The team applied multiple statistical analyses, including t-test and analysis of variance, to the course-level data they collected in order to study whether there were performance differences based on student gender. To see how their findings aligned with student perceptions, they also took a snapshot of the students’ feelings about course performance, inclusion and contributions using a short anonymous questionnaire distributed to 1,600 students in fall 2019.
“Responses indicated that female students had lower perception of their performance than their male classmates,” Erukhimova said. “The only class where female students perceived their performance as equal to their male classmates was algebra-based mechanics, in which females typically outperform males. Additionally, we found that although male and female students may feel differently regarding their performance and in-class contributions, they feel equally included in class.”

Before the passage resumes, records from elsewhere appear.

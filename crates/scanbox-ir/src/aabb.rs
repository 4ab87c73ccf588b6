//! Conservative axis-aligned bounding boxes for [`Solid`] trees.
//!
//! Bounds are computed without meshing: transforms map the eight corners of
//! the child's box, a difference keeps its base's box, union and hull merge
//! their children's boxes. The result encloses the true volume but is not
//! tight under rotation.

use crate::{CsgNode, Solid, Vec3};

/// Axis-aligned bounding box.
#[derive(Debug, Clone, Copy, PartialEq)]
pub struct Aabb {
    /// Minimum corner.
    pub min: Vec3,
    /// Maximum corner.
    pub max: Vec3,
}

const EPS: f64 = 1e-9;

impl Aabb {
    /// Box spanning the two corners (components need not be ordered).
    pub fn new(a: Vec3, b: Vec3) -> Self {
        Self {
            min: Vec3::new(a.x.min(b.x), a.y.min(b.y), a.z.min(b.z)),
            max: Vec3::new(a.x.max(b.x), a.y.max(b.y), a.z.max(b.z)),
        }
    }

    /// Degenerate box at a single point.
    pub fn point(p: Vec3) -> Self {
        Self { min: p, max: p }
    }

    /// Smallest box containing both.
    pub fn merge(&self, other: &Aabb) -> Self {
        Self {
            min: Vec3::new(
                self.min.x.min(other.min.x),
                self.min.y.min(other.min.y),
                self.min.z.min(other.min.z),
            ),
            max: Vec3::new(
                self.max.x.max(other.max.x),
                self.max.y.max(other.max.y),
                self.max.z.max(other.max.z),
            ),
        }
    }

    /// Whether `other` lies entirely within this box (with a small float
    /// tolerance).
    pub fn contains(&self, other: &Aabb) -> bool {
        self.min.x <= other.min.x + EPS
            && self.min.y <= other.min.y + EPS
            && self.min.z <= other.min.z + EPS
            && self.max.x + EPS >= other.max.x
            && self.max.y + EPS >= other.max.y
            && self.max.z + EPS >= other.max.z
    }

    /// Extent along each axis.
    pub fn size(&self) -> Vec3 {
        Vec3::new(
            self.max.x - self.min.x,
            self.max.y - self.min.y,
            self.max.z - self.min.z,
        )
    }

    fn corners(&self) -> [Vec3; 8] {
        let (lo, hi) = (self.min, self.max);
        [
            Vec3::new(lo.x, lo.y, lo.z),
            Vec3::new(hi.x, lo.y, lo.z),
            Vec3::new(lo.x, hi.y, lo.z),
            Vec3::new(hi.x, hi.y, lo.z),
            Vec3::new(lo.x, lo.y, hi.z),
            Vec3::new(hi.x, lo.y, hi.z),
            Vec3::new(lo.x, hi.y, hi.z),
            Vec3::new(hi.x, hi.y, hi.z),
        ]
    }

    fn map(&self, f: impl Fn(Vec3) -> Vec3) -> Self {
        let corners = self.corners();
        let mut out = Aabb::point(f(corners[0]));
        for p in &corners[1..] {
            out = out.merge(&Aabb::point(f(*p)));
        }
        out
    }
}

/// Rotate `v` by Euler angles in degrees, X then Y then Z.
fn rotate_point(v: Vec3, angles: Vec3) -> Vec3 {
    let (sx, cx) = angles.x.to_radians().sin_cos();
    let (sy, cy) = angles.y.to_radians().sin_cos();
    let (sz, cz) = angles.z.to_radians().sin_cos();
    // X
    let v = Vec3::new(v.x, cx * v.y - sx * v.z, sx * v.y + cx * v.z);
    // Y
    let v = Vec3::new(cy * v.x + sy * v.z, v.y, -sy * v.x + cy * v.z);
    // Z
    Vec3::new(cz * v.x - sz * v.y, sz * v.x + cz * v.y, v.z)
}

/// Reflect `v` across the plane through the origin with normal `n`.
fn mirror_point(v: Vec3, n: Vec3) -> Vec3 {
    let len2 = n.x * n.x + n.y * n.y + n.z * n.z;
    if len2 == 0.0 {
        return v;
    }
    let d = 2.0 * (v.x * n.x + v.y * n.y + v.z * n.z) / len2;
    Vec3::new(v.x - d * n.x, v.y - d * n.y, v.z - d * n.z)
}

impl Solid {
    /// Conservative axis-aligned bounding box of this solid.
    ///
    /// An [`CsgNode::Import`] leaf has unknown extent and contributes a
    /// single point at the origin, as does a boolean node with no children
    /// (expressible only through a hand-edited document).
    pub fn bounding_box(&self) -> Aabb {
        match self.node() {
            CsgNode::Cube { size, center } => {
                if *center {
                    Aabb::new(
                        Vec3::new(-size.x / 2.0, -size.y / 2.0, -size.z / 2.0),
                        Vec3::new(size.x / 2.0, size.y / 2.0, size.z / 2.0),
                    )
                } else {
                    Aabb::new(Vec3::zero(), *size)
                }
            }
            CsgNode::Cylinder {
                radius_bottom,
                radius_top,
                height,
                center,
                ..
            } => {
                let r = radius_bottom.max(*radius_top);
                let (z0, z1) = if *center {
                    (-height / 2.0, height / 2.0)
                } else {
                    (0.0, *height)
                };
                Aabb::new(Vec3::new(-r, -r, z0), Vec3::new(r, r, z1))
            }
            CsgNode::Extrude { profile, height } => {
                let mut points = profile
                    .iter()
                    .map(|p| Aabb::point(Vec3::new(p.x, p.y, 0.0)));
                let mut out = points.next().unwrap_or_else(origin);
                for b in points {
                    out = out.merge(&b);
                }
                out.merge(&Aabb::point(Vec3::new(out.min.x, out.min.y, *height)))
            }
            CsgNode::Import { .. } => Aabb::point(Vec3::zero()),
            CsgNode::Translate { child, offset } => child.bounding_box().map(|p| {
                Vec3::new(p.x + offset.x, p.y + offset.y, p.z + offset.z)
            }),
            CsgNode::Rotate { child, angles } => {
                child.bounding_box().map(|p| rotate_point(p, *angles))
            }
            CsgNode::Mirror { child, normal } => {
                child.bounding_box().map(|p| mirror_point(p, *normal))
            }
            CsgNode::Scale { child, factor } => child.bounding_box().map(|p| {
                Vec3::new(p.x * factor.x, p.y * factor.y, p.z * factor.z)
            }),
            CsgNode::Union { children } | CsgNode::Hull { children } => {
                merge_all(children)
            }
            // a difference can only remove material
            CsgNode::Difference { base, .. } => base.bounding_box(),
            // an intersection is contained in each operand; the first box is
            // a valid conservative bound
            CsgNode::Intersection { children } => children
                .first()
                .map(Solid::bounding_box)
                .unwrap_or_else(origin),
        }
    }
}

// The constructors never build an empty boolean or profile, but a
// deserialized document can carry one; bound it at the origin instead
// of indexing into it.
fn origin() -> Aabb {
    Aabb::point(Vec3::zero())
}

fn merge_all(children: &[Solid]) -> Aabb {
    let mut boxes = children.iter().map(Solid::bounding_box);
    let mut out = boxes.next().unwrap_or_else(origin);
    for b in boxes {
        out = out.merge(&b);
    }
    out
}

#[cfg(test)]
mod tests {
    use super::*;

    fn close(a: f64, b: f64) -> bool {
        (a - b).abs() < 1e-9
    }

    #[test]
    fn cube_bounds() {
        let b = Solid::cube(10.0, 20.0, 30.0).bounding_box();
        assert_eq!(b.min, Vec3::zero());
        assert_eq!(b.max, Vec3::new(10.0, 20.0, 30.0));

        let c = Solid::cube_centered(10.0, 20.0, 30.0).bounding_box();
        assert_eq!(c.min, Vec3::new(-5.0, -10.0, -15.0));
    }

    #[test]
    fn frustum_uses_larger_radius() {
        let b = Solid::frustum(5.0, 2.0, 3.0, 30).bounding_box();
        assert!(close(b.min.x, -5.0) && close(b.max.x, 5.0));
        assert!(close(b.min.z, 0.0) && close(b.max.z, 3.0));
    }

    #[test]
    fn translate_shifts_bounds() {
        let b = Solid::cube(2.0, 2.0, 2.0).translate(1.0, -1.0, 10.0).bounding_box();
        assert_eq!(b.min, Vec3::new(1.0, -1.0, 10.0));
        assert_eq!(b.max, Vec3::new(3.0, 1.0, 12.0));
    }

    #[test]
    fn rotate_quarter_turn() {
        // cylinder along Z rotated about X by 90° now runs along -Y
        let b = Solid::cylinder(2.0, 10.0, 30).rotate(90.0, 0.0, 0.0).bounding_box();
        assert!(close(b.min.y, -10.0) && close(b.max.y, 0.0));
        assert!(close(b.min.z, -2.0) && close(b.max.z, 2.0));
    }

    #[test]
    fn mirror_reflects_bounds() {
        let b = Solid::cube(4.0, 4.0, 4.0).translate(1.0, 0.0, 0.0);
        let m = b.mirror(1.0, 0.0, 0.0).bounding_box();
        assert!(close(m.min.x, -5.0) && close(m.max.x, -1.0));
    }

    #[test]
    fn difference_is_contained_in_base() {
        let base = Solid::cube(10.0, 10.0, 10.0);
        let cavity = Solid::cylinder(3.0, 30.0, 30).translate(5.0, 5.0, -10.0);
        let diff = &base - &cavity;
        assert!(base.bounding_box().contains(&diff.bounding_box()));
    }

    #[test]
    fn hull_contains_union() {
        let a = Solid::cylinder(2.0, 5.0, 30);
        let b = a.right(8.0);
        let hull = Solid::hull([a.clone(), b.clone()]);
        let union = &a + &b;
        assert!(hull.bounding_box().contains(&union.bounding_box()));
        assert!(hull.bounding_box().contains(&a.bounding_box()));
        assert!(hull.bounding_box().contains(&b.bounding_box()));
    }

    #[test]
    fn empty_booleans_from_a_document_do_not_panic() {
        for kind in ["Union", "Intersection", "Hull"] {
            let json = format!(r#"{{"type":"{kind}","children":[]}}"#);
            let solid: Solid = serde_json::from_str(&json).unwrap();
            assert_eq!(solid.bounding_box(), Aabb::point(Vec3::zero()));
        }
        let flat: Solid =
            serde_json::from_str(r#"{"type":"Extrude","profile":[],"height":3.0}"#).unwrap();
        let b = flat.bounding_box();
        assert_eq!(b.min, Vec3::zero());
        assert_eq!(b.max, Vec3::new(0.0, 0.0, 3.0));
    }

    #[test]
    fn extrude_bounds_follow_profile() {
        use crate::Vec2;
        let tri = vec![Vec2::new(0.0, 0.0), Vec2::new(6.0, 6.0), Vec2::new(0.0, 6.0)];
        let b = Solid::extrude(tri, 4.0).bounding_box();
        assert_eq!(b.min, Vec3::zero());
        assert_eq!(b.max, Vec3::new(6.0, 6.0, 4.0));
    }
}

Prior to the team’s study and others similar to it, Erukhimova says it has been an open question as to whether significant differences between male and female students could show up on particular exams but remain slight enough so as not to affect final course grades. For the past 25 years, the profession has relied on inventory tests — optional surveys intended to assess conceptual understanding and retention of key physics concepts — to answer that question, effectively substantiating the argument for gender differences in student performance by default because men tend to score higher on them.
“In the field of Physics Education Research, the majority of existing studies report a persistent gender gap with males performing significantly better than females on introductory mechanics concept inventory assessments, such as the Force Concept Inventory,” Erukhimova said. “The results of prior studies on the gendered differences in student performance based on course grades and examinations are less consistent. While a number of studies indicate that male students outperform female students on the exams and course grades, other groups found no significant gendered difference in student performance.”

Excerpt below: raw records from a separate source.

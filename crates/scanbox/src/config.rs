//! Process-wide physical configuration.

use serde::{Deserialize, Serialize};
use std::path::Path;
use thiserror::Error;

/// Errors loading a configuration file.
#[derive(Debug, Error)]
pub enum ConfigError {
    /// The file could not be read.
    #[error("failed to read config: {0}")]
    Io(#[from] std::io::Error),
    /// The file is not valid TOML for this schema.
    #[error("failed to parse config: {0}")]
    Parse(#[from] toml::de::Error),
}

/// Physical constants shared by nearly every builder, all in millimeters.
///
/// Builders take this by reference instead of reading globals, so a test
/// fixture with thinner walls can coexist with the production values.
/// Changing a constant here propagates deterministically through all
/// dependent geometry.
#[derive(Debug, Clone, PartialEq, Serialize, Deserialize)]
#[serde(default)]
pub struct EnclosureConfig {
    /// Nominal wall thickness. 2 mm per the print service's PLA guideline.
    /// Builders that deviate (horizontal screw boss, insert gussets) say so
    /// locally instead of overriding this.
    pub wall_thick: f64,
    /// Wall height of the bottom shell's base section.
    pub wall_height: f64,
    /// Height of the lid features above the top plate.
    pub top_height: f64,
    /// Corner screw inset from the shell edges: insert hole radius plus two
    /// wall thicknesses.
    pub screw_fix_offset: f64,
    /// Outer length of the shell.
    pub length: f64,
    /// Outer width of the shell.
    pub width: f64,
    /// Beam height above the floor: prism offset plus polygon axis height
    /// plus the margin that keeps the laser base printable.
    pub laser_height: f64,
    /// Extent of the light gap; shared by the top shell, the mirror mount
    /// and the bottom shell.
    pub light_hole: f64,
    /// Tie-wrap slot width (150 x 2.5 mm tie).
    pub tie_width: f64,
    /// Cable-fastener height.
    pub tie_height: f64,
    /// Angular resolution of every structural bore. A designed constant
    /// balancing smoothness against render cost, not derived.
    pub segments: u32,
    /// How far a through-cavity extends past each face it pierces, so the
    /// meshed result stays manifold.
    pub bore_overcut: f64,
}

impl Default for EnclosureConfig {
    fn default() -> Self {
        Self {
            wall_thick: 2.0,
            wall_height: 40.0,
            top_height: 7.0,
            screw_fix_offset: 8.5,
            length: 170.0,
            width: 108.0,
            laser_height: 12.5 + 7.2 + 5.0,
            light_hole: 10.0,
            tie_width: 4.0,
            tie_height: 10.0,
            segments: 30,
            bore_overcut: 0.1,
        }
    }
}

impl EnclosureConfig {
    /// Parse a configuration from TOML text. Missing keys keep their
    /// defaults.
    pub fn from_toml_str(text: &str) -> Result<Self, ConfigError> {
        Ok(toml::from_str(text)?)
    }

    /// Load a configuration from a TOML file.
    pub fn load(path: impl AsRef<Path>) -> Result<Self, ConfigError> {
        Self::from_toml_str(&std::fs::read_to_string(path)?)
    }
}

#[cfg(test)]
mod tests {
    use super::*;

    #[test]
    fn default_values() {
        let cfg = EnclosureConfig::default();
        assert_eq!(cfg.wall_thick, 2.0);
        assert_eq!(cfg.length, 170.0);
        assert_eq!(cfg.laser_height, 24.7);
        assert_eq!(cfg.segments, 30);
    }

    #[test]
    fn partial_toml_keeps_defaults() {
        let cfg = EnclosureConfig::from_toml_str("wall_thick = 1.5\nsegments = 60\n").unwrap();
        assert_eq!(cfg.wall_thick, 1.5);
        assert_eq!(cfg.segments, 60);
        assert_eq!(cfg.width, 108.0);
    }

    #[test]
    fn bad_toml_is_a_parse_error() {
        let err = EnclosureConfig::from_toml_str("wall_thick = \"thin\"").unwrap_err();
        assert!(matches!(err, ConfigError::Parse(_)));
    }
}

Although the team’s study represents clear progress to Erukhimova, she acknowledges it comes with its own limitations — the most significant being that it relies solely on course-level data collected from faculty and does not analyze the possible impact of non-academic factors on student performance. In the future, she says the team would like to connect as much of their data set as possible to university-level records to see how prior preparation, such as SAT scores, affects these results.
“We believe that all students should have equal opportunities and chances for success in physics,” Erukhimova said. “The results of this work may help with fighting gender stereotype threat that negatively impacts so many female students. By contributing to the body of knowledge about how gender relates to student performance, we hope that our work, which would not have been possible without our colleagues’ data, can be another step in dismantling the preconceived notion of a societal bias based on gender in physics.”
The team’s research was funded in part by the College of Science Diversity and Equity Small Grants Program. Their paper, “Gendered performance differences in introductory physics: A study from a large land-grant university,” can be viewed online along with related figures and captions.
“The results obtained by our Physics Education Research team are very important, as they have clearly and conclusively demonstrated that there is no scientific merit whatsoever in the commonly held view that women are somehow not as good as men in STEM fields,” said Dr. Grigory Rogachev, professor and head of Texas A&M Physics and Astronomy. “They are every bit as good! This is beautiful and extensive work, and I wholeheartedly congratulate the entire team.”